| What you are asked to do |
In the entries below, count each line where "ChangeId" appears. Give the total and nothing more.

+++ Data to examine +++

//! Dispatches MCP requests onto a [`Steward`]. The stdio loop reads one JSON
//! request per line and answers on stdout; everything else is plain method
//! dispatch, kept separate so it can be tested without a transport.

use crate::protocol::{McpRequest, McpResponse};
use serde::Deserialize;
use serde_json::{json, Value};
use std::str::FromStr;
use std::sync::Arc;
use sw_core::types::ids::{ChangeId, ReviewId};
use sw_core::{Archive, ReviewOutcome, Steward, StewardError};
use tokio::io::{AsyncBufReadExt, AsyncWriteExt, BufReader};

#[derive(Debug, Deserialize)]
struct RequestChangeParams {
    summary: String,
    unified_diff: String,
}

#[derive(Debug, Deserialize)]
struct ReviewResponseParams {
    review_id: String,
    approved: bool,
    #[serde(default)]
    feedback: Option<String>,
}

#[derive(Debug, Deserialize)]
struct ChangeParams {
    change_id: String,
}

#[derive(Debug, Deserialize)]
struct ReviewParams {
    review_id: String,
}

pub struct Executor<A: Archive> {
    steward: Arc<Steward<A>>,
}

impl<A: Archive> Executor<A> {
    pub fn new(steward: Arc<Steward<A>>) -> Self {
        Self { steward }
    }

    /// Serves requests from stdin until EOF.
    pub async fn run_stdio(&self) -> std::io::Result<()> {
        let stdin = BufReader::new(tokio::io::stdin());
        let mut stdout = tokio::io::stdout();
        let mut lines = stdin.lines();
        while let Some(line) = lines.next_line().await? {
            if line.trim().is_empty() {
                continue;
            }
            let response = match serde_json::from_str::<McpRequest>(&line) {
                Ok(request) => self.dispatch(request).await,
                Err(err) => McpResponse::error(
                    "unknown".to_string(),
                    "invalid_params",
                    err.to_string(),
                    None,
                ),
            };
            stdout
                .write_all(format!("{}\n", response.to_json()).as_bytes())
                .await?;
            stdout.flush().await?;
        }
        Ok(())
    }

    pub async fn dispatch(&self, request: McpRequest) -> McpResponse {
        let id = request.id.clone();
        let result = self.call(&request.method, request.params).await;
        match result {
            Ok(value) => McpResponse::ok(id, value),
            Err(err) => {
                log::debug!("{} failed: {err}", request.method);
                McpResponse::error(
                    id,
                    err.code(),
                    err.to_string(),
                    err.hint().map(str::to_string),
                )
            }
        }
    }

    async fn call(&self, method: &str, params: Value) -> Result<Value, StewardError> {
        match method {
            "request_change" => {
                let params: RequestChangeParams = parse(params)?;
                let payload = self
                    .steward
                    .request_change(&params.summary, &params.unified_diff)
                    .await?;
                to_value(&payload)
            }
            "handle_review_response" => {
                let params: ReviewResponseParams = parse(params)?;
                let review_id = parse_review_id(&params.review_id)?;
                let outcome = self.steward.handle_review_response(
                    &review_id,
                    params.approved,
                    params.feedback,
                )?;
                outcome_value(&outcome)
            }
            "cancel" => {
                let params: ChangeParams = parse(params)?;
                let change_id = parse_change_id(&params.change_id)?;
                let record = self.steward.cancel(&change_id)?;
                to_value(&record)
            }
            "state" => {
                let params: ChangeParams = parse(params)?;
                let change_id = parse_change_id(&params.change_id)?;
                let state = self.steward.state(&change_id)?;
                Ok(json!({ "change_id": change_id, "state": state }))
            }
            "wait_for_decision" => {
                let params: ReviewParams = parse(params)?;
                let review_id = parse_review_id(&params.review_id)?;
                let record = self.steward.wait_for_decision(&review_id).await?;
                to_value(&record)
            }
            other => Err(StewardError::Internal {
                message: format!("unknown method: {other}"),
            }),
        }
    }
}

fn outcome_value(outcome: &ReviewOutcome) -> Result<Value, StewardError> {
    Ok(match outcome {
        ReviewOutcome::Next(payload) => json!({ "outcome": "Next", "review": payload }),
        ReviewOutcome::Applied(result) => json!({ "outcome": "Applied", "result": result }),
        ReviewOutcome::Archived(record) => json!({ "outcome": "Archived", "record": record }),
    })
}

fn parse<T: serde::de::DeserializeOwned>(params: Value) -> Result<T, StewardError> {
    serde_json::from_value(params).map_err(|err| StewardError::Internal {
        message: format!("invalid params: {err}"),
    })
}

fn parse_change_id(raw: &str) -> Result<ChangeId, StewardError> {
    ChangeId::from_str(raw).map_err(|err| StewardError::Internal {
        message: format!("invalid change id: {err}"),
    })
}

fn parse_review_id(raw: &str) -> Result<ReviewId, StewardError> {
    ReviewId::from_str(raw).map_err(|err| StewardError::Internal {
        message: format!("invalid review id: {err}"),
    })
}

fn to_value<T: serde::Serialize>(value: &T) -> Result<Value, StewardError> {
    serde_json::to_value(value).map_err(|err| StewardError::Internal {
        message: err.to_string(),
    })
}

+++
+++ Data to examine +++

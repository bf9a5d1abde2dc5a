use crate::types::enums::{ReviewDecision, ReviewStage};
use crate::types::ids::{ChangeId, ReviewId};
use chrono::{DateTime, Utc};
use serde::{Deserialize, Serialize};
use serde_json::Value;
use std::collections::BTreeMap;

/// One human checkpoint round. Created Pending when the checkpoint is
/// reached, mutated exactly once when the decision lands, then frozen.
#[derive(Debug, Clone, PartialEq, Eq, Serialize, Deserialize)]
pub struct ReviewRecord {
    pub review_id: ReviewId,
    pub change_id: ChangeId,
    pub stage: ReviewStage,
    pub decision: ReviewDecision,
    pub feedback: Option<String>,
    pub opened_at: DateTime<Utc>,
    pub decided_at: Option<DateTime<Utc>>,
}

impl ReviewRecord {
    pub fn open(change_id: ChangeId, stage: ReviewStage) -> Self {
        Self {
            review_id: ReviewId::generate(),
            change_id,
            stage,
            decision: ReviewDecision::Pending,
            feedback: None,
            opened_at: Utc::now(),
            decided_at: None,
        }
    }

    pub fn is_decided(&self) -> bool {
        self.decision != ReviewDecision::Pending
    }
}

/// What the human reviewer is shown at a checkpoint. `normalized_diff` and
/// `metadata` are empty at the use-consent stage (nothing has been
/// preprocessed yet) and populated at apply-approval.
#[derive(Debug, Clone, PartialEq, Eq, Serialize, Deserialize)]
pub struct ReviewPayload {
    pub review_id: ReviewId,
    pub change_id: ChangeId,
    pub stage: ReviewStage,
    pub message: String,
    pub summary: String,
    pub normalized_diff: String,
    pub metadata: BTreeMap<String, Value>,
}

+++

| Answer to the exercise |
7